倾裳眸中泛起了涟漪,她不看娇盈她的声音轻轻柔柔的:“娇盈姐姐别人不知道,你应该不会不知道,那个赵小公子是上京有名的纨绔子弟,是个见一个爱一个花花公子,出入的风月场无数,他说的话不可信,更何况,我只卖艺不卖身,不能够让我托付终身。”
“倾裳妹妹,姐姐好心提醒你一句,像我们这类女子,没人在意你卖不卖身,因为在世人眼中我们早就声名狼藉了,没有哪个官家子弟或者良家子弟愿意去娶一个一双玉臂千人枕的下贱货。”娇盈的一番话让倾裳的脸色泛白起来。

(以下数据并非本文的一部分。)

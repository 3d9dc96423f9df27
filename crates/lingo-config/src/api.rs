use serde::{Deserialize, Serialize};

fn default_base_url() -> String {
    "http://localhost:8001".to_string()
}

fn default_timeout_seconds() -> u64 {
    30
}

#[derive(Debug, Serialize, Deserialize, Clone)]
#[serde(default)]
pub struct ApiConfig {
    /// Translation backend root, without the `/api` suffix
    #[serde(default = "default_base_url")]
    pub base_url: String,
    #[serde(default = "default_timeout_seconds")]
    pub timeout_seconds: u64,
}

impl Default for ApiConfig {
    fn default() -> Self {
        Self {
            base_url: default_base_url(),
            timeout_seconds: default_timeout_seconds(),
        }
    }
}

impl ApiConfig {
    pub fn endpoint(&self, path: &str) -> String {
        format!(
            "{}/api/{}",
            self.base_url.trim_end_matches('/'),
            path.trim_start_matches('/')
        )
    }
}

因为她竟无法反驳,是啊,还是有云泥之别的,她早该想到的,这世俗终是不能允许的……
“你何故和我说这些?是想让我感谢你帮我认清现实吗?那你还真是好心。”倾裳微怒“全万花楼都知道这赵小公子是你相好的,如今他却钟意于我,想赎我的身,你嫉妒也好,看不惯我也罢,我只想告所你我与他没有任何关系,我从来就没拿正眼瞧过他,你不用担心我会和你抢。”

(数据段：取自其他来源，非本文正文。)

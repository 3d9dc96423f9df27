mod accessor;
mod file;

pub use accessor::{History, save_and_list};
pub use file::FileHistoryStore;

use lingo_types::HistoryRecord;

/// Persistent translation history
#[async_trait::async_trait]
pub trait HistoryStore: Send + Sync {
    /// Most recent first, at most `limit` records
    async fn list(&self, limit: usize) -> Result<Vec<HistoryRecord>, HistoryError>;

    async fn append(&self, record: &HistoryRecord) -> Result<(), HistoryError>;

    /// Removes every record
    async fn clear(&self) -> Result<(), HistoryError>;
}

#[derive(Debug, thiserror::Error)]
pub enum HistoryError {
    #[error("history backend error: {0}")]
    Backend(String),

    #[error("I/O error: {0}")]
    Io(#[from] std::io::Error),

    #[error("JSON error: {0}")]
    Json(#[from] serde_json::Error),
}
use std::sync::Arc;

use lingo_types::{HistoryRecord, TranslationResult};
use tokio::task::JoinHandle;
use uuid::Uuid;

use crate::{HistoryError, HistoryStore};

/// In-memory view of the history store.
///
/// History is auxiliary: store failures are logged here and never
/// propagated to the caller.
#[derive(Debug, Default)]
pub struct History {
    records: Vec<HistoryRecord>,
    limit: usize,
    /// Advances on every clear
    epoch: u64,
}

impl History {
    pub fn new(limit: usize) -> Self {
        Self {
            records: Vec::new(),
            limit,
            epoch: 0,
        }
    }

    pub fn records(&self) -> &[HistoryRecord] {
        &self.records
    }

    pub fn get(&self, index: usize) -> Option<&HistoryRecord> {
        self.records.get(index)
    }

    pub fn is_empty(&self) -> bool {
        self.records.is_empty()
    }

    pub fn limit(&self) -> usize {
        self.limit
    }

    /// Tag for listings requested now, see [`History::apply_listing_from`]
    pub fn epoch(&self) -> u64 {
        self.epoch
    }

    /// Wrap a fresh result for persisting
    pub fn record_for(result: TranslationResult) -> HistoryRecord {
        HistoryRecord {
            id: Uuid::new_v4().to_string(),
            result,
        }
    }

    pub async fn refresh(&mut self, store: &dyn HistoryStore) {
        let listing = store.list(self.limit).await;
        self.apply_listing(listing);
    }

    /// Replace the list with a store listing; a failed listing leaves it empty
    pub fn apply_listing(&mut self, listing: Result<Vec<HistoryRecord>, HistoryError>) {
        match listing {
            Ok(mut records) => {
                records.truncate(self.limit);
                tracing::debug!("History refreshed: {} records", records.len());
                self.records = records;
            }
            Err(e) => {
                tracing::warn!("Failed to fetch history: {e}");
                self.records.clear();
            }
        }
    }

    /// Apply a listing requested at `epoch`; listings that predate a clear
    /// are dropped so cleared records never come back.
    pub fn apply_listing_from(
        &mut self,
        epoch: u64,
        listing: Result<Vec<HistoryRecord>, HistoryError>,
    ) -> bool {
        if epoch != self.epoch {
            tracing::debug!("Dropping history listing from before the last clear");
            return false;
        }
        self.apply_listing(listing);
        true
    }

    /// Empty the local list, then clear the store in the background.
    ///
    /// The list stays empty whatever the store answers; failures are only
    /// logged.
    pub fn clear(&mut self, store: Arc<dyn HistoryStore>) -> JoinHandle<()> {
        self.records.clear();
        self.epoch += 1;
        tokio::spawn(async move {
            match store.clear().await {
                Ok(()) => tracing::info!("History cleared"),
                Err(e) => tracing::warn!("Failed to clear history: {e}"),
            }
        })
    }
}

/// Persist a fresh record and fetch the updated listing
pub async fn save_and_list(
    store: &dyn HistoryStore,
    record: &HistoryRecord,
    limit: usize,
) -> Result<Vec<HistoryRecord>, HistoryError> {
    if let Err(e) = store.append(record).await {
        tracing::warn!("Failed to save translation to history: {e}");
    }
    store.list(limit).await
}

#[cfg(test)]
mod tests {
    use std::sync::Mutex;

    use chrono::Utc;
    use lingo_types::LanguagePair;

    use super::*;

    #[derive(Default)]
    struct FakeStore {
        records: Mutex<Vec<HistoryRecord>>,
        failing: bool,
    }

    impl FakeStore {
        fn failing() -> Self {
            Self {
                failing: true,
                ..Default::default()
            }
        }

        fn check(&self) -> Result<(), HistoryError> {
            if self.failing {
                Err(HistoryError::Backend("store unavailable".to_string()))
            } else {
                Ok(())
            }
        }
    }

    #[async_trait::async_trait]
    impl HistoryStore for FakeStore {
        async fn list(&self, limit: usize) -> Result<Vec<HistoryRecord>, HistoryError> {
            self.check()?;
            let records = self.records.lock().unwrap();
            Ok(records.iter().rev().take(limit).cloned().collect())
        }

        async fn append(&self, record: &HistoryRecord) -> Result<(), HistoryError> {
            self.check()?;
            self.records.lock().unwrap().push(record.clone());
            Ok(())
        }

        async fn clear(&self) -> Result<(), HistoryError> {
            self.check()?;
            self.records.lock().unwrap().clear();
            Ok(())
        }
    }

    fn result(text: &str) -> TranslationResult {
        TranslationResult {
            main_translation: text.to_uppercase(),
            alternatives: vec![],
            source_pair: LanguagePair::new("en", "de"),
            source_text: text.to_string(),
            timestamp: Utc::now(),
        }
    }

    #[tokio::test]
    async fn saved_record_shows_up_in_listing() {
        let store = FakeStore::default();
        let first = History::record_for(result("one"));
        save_and_list(&store, &first, 20).await.unwrap();

        let second = History::record_for(result("two"));
        let listing = save_and_list(&store, &second, 20).await;

        let mut history = History::new(20);
        history.apply_listing(listing);
        assert_eq!(history.records().len(), 2);
        assert_eq!(history.get(0).unwrap().id, second.id);
    }

    #[tokio::test]
    async fn failed_listing_leaves_history_empty() {
        let mut history = History::new(20);
        history.apply_listing(Ok(vec![History::record_for(result("one"))]));
        assert!(!history.is_empty());

        history.refresh(&FakeStore::failing()).await;
        assert!(history.is_empty());
    }

    #[tokio::test]
    async fn listing_is_capped_at_limit() {
        let mut history = History::new(1);
        history.apply_listing(Ok(vec![
            History::record_for(result("one")),
            History::record_for(result("two")),
        ]));
        assert_eq!(history.records().len(), 1);
        assert_eq!(history.records()[0].result.source_text, "one");
    }

    #[tokio::test]
    async fn clear_is_optimistic() {
        let mut history = History::new(20);
        history.apply_listing(Ok(vec![History::record_for(result("one"))]));

        history.clear(Arc::new(FakeStore::failing())).await.unwrap();
        assert!(history.is_empty());
    }

    #[tokio::test]
    async fn listing_from_before_clear_is_dropped() {
        let mut history = History::new(20);
        let before = history.epoch();
        let listing = Ok(vec![History::record_for(result("one"))]);

        history.clear(Arc::new(FakeStore::default())).await.unwrap();
        assert!(!history.apply_listing_from(before, listing));
        assert!(history.is_empty());

        let fresh = Ok(vec![History::record_for(result("two"))]);
        assert!(history.apply_listing_from(history.epoch(), fresh));
        assert_eq!(history.records()[0].result.source_text, "two");
    }

    #[tokio::test]
    async fn clear_empties_the_store() {
        let store = Arc::new(FakeStore::default());
        save_and_list(store.as_ref(), &History::record_for(result("one")), 20)
            .await
            .unwrap();

        let mut history = History::new(20);
        history.refresh(store.as_ref()).await;
        history.clear(store.clone()).await.unwrap();

        assert!(store.list(20).await.unwrap().is_empty());
    }
}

语毕便离栏入了屋内,只留下娇盈一个人愣在原地,她听倾裳说的那么些话倒也没恼,只是轻轻摇了摇头。
金苒的军队从东疆一路长途跋涉两月之久终于赶在年前回到了上京。
进京带着这么多兵肯定是不行的,金苒就将军队留在了上京城外的军营里,只带了一小部分人进京。
回上京的第一件事自然是得先去面圣。
她先回了一趟金府,准备洗漱一番就准备进宫面圣。
刚骑马见到到阔别已久的家,金苒的心中有一种久违的熟悉感。
她还没到家就远远的看到一位衣着华丽的中年妇女带着一大帮家奴在外面的寒风中等候着,她一眼便认出了那是她的大娘樊秋莹,她的生母早逝,说起来她也是大娘一手带大的。

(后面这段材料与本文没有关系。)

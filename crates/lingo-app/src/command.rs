/// What a line typed at the prompt asks for
#[derive(Debug, Clone, PartialEq, Eq)]
pub enum Command {
    /// Plain text: replace the input and translate it
    Submit(String),
    /// Bare Enter: translate the current input again
    Shortcut,
    EditText(String),
    Source(String),
    Target(String),
    Swap,
    /// 0 is the main translation, 1.. the alternatives
    Select(usize),
    /// Make arbitrary text the active output
    Pick(String),
    History,
    /// 1-based index into the history listing
    Load(usize),
    Clear,
    Languages,
    Show,
    Help,
    Quit,
}

#[derive(Debug, Clone, PartialEq, Eq, thiserror::Error)]
pub enum ParseError {
    #[error("Unknown command :{0} (try :help)")]
    UnknownCommand(String),

    #[error(":{0} needs an argument")]
    MissingArgument(&'static str),

    #[error("Not a number: {0}")]
    InvalidIndex(String),
}

pub const HELP: &str = "\
text            translate text
<enter>         translate the current text again
:text <t>       set the text without translating
:from <code>    source language
:to <code>      target language
:swap           swap languages (a shown translation becomes the input)
:select <n>     0 = main translation, n = alternative n
:pick <text>    use custom text as the output
:history        list past translations
:load <n>       show history entry n
:clear          clear history
:langs          list languages
:show           show the session
:quit           exit";

impl Command {
    pub fn parse(line: &str) -> Result<Command, ParseError> {
        let line = line.trim_end_matches(['\r', '\n']);

        if line.trim().is_empty() {
            return Ok(Command::Shortcut);
        }

        let Some(rest) = line.strip_prefix(':') else {
            return Ok(Command::Submit(line.to_string()));
        };

        let (name, arg) = match rest.split_once(char::is_whitespace) {
            Some((name, arg)) => (name, arg.trim()),
            None => (rest, ""),
        };

        let command = match name {
            "text" => Command::EditText(arg.to_string()),
            "from" => Command::Source(required("from", arg)?.to_string()),
            "to" => Command::Target(required("to", arg)?.to_string()),
            "swap" => Command::Swap,
            "select" => Command::Select(index(required("select", arg)?)?),
            "pick" => Command::Pick(required("pick", arg)?.to_string()),
            "history" => Command::History,
            "load" => Command::Load(index(required("load", arg)?)?),
            "clear" => Command::Clear,
            "langs" => Command::Languages,
            "show" => Command::Show,
            "help" => Command::Help,
            "quit" | "q" => Command::Quit,
            other => return Err(ParseError::UnknownCommand(other.to_string())),
        };

        Ok(command)
    }
}

fn required<'a>(name: &'static str, arg: &'a str) -> Result<&'a str, ParseError> {
    if arg.is_empty() {
        Err(ParseError::MissingArgument(name))
    } else {
        Ok(arg)
    }
}

fn index(arg: &str) -> Result<usize, ParseError> {
    arg.parse()
        .map_err(|_| ParseError::InvalidIndex(arg.to_string()))
}
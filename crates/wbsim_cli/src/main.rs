use std::process::ExitCode;

use clap::Parser;
use wbsim_cli::cli::Cli;
use wbsim_cli::commands;

fn main() -> ExitCode {
    let cli = Cli::parse();

    if let Err(error) = wbsim::init_logging(cli.global.log_format.into()) {
        eprintln!("wbsim: {error}");
        return ExitCode::FAILURE;
    }

    match commands::execute(cli) {
        Ok(code) => code,
        Err(error) => {
            tracing::error!(error = %format!("{error:#}"), "wbsim failed");
            eprintln!("wbsim: {error:#}");
            ExitCode::FAILURE
        }
    }
}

“恭迎女公子回家。”下人们见她走进了都不约而同的喊着,樊秋莹也是一脸笑意的望着她。
她一下马樊秋莹就迎了上来,拉着她的手嘘寒问暖:“蓁蓁这几年在外面过得好不好?没有被人欺负吧?大娘托人给你带的东西都收到了吧?呦这么冷的天,你这孩子都不知道爱惜自己,冻坏了怎么办?”说着将自己身上的大氅脱了下了披在了金苒身上。
“大娘。”金苒面对这么多问题一时也不知道该从哪里回答,只好无奈的喊着。
“瞧我这记性,你还得进宫面圣,来,我们进去。”樊秋莹拉着金苒的手便往府中走着便说着话“蓁蓁啊,你阿父进宫了,你待会进宫就能见到他了,你不知道你阿父一听到你要回来开心的和什么似的,高兴的连觉的睡不着,一直都盼着你呢,你都不知道你阿父今日天没亮就喊我起来了说蓁蓁要回来了,她最爱做你的吃食,让我起来准备,这老头子,我不乐意说他。”
金苒听着樊秋莹说着话,觉得心里一暖,她道:“大娘不必担心蓁蓁在外面一切都好,唯一不好的是吃不到大娘煲的鸡汤。”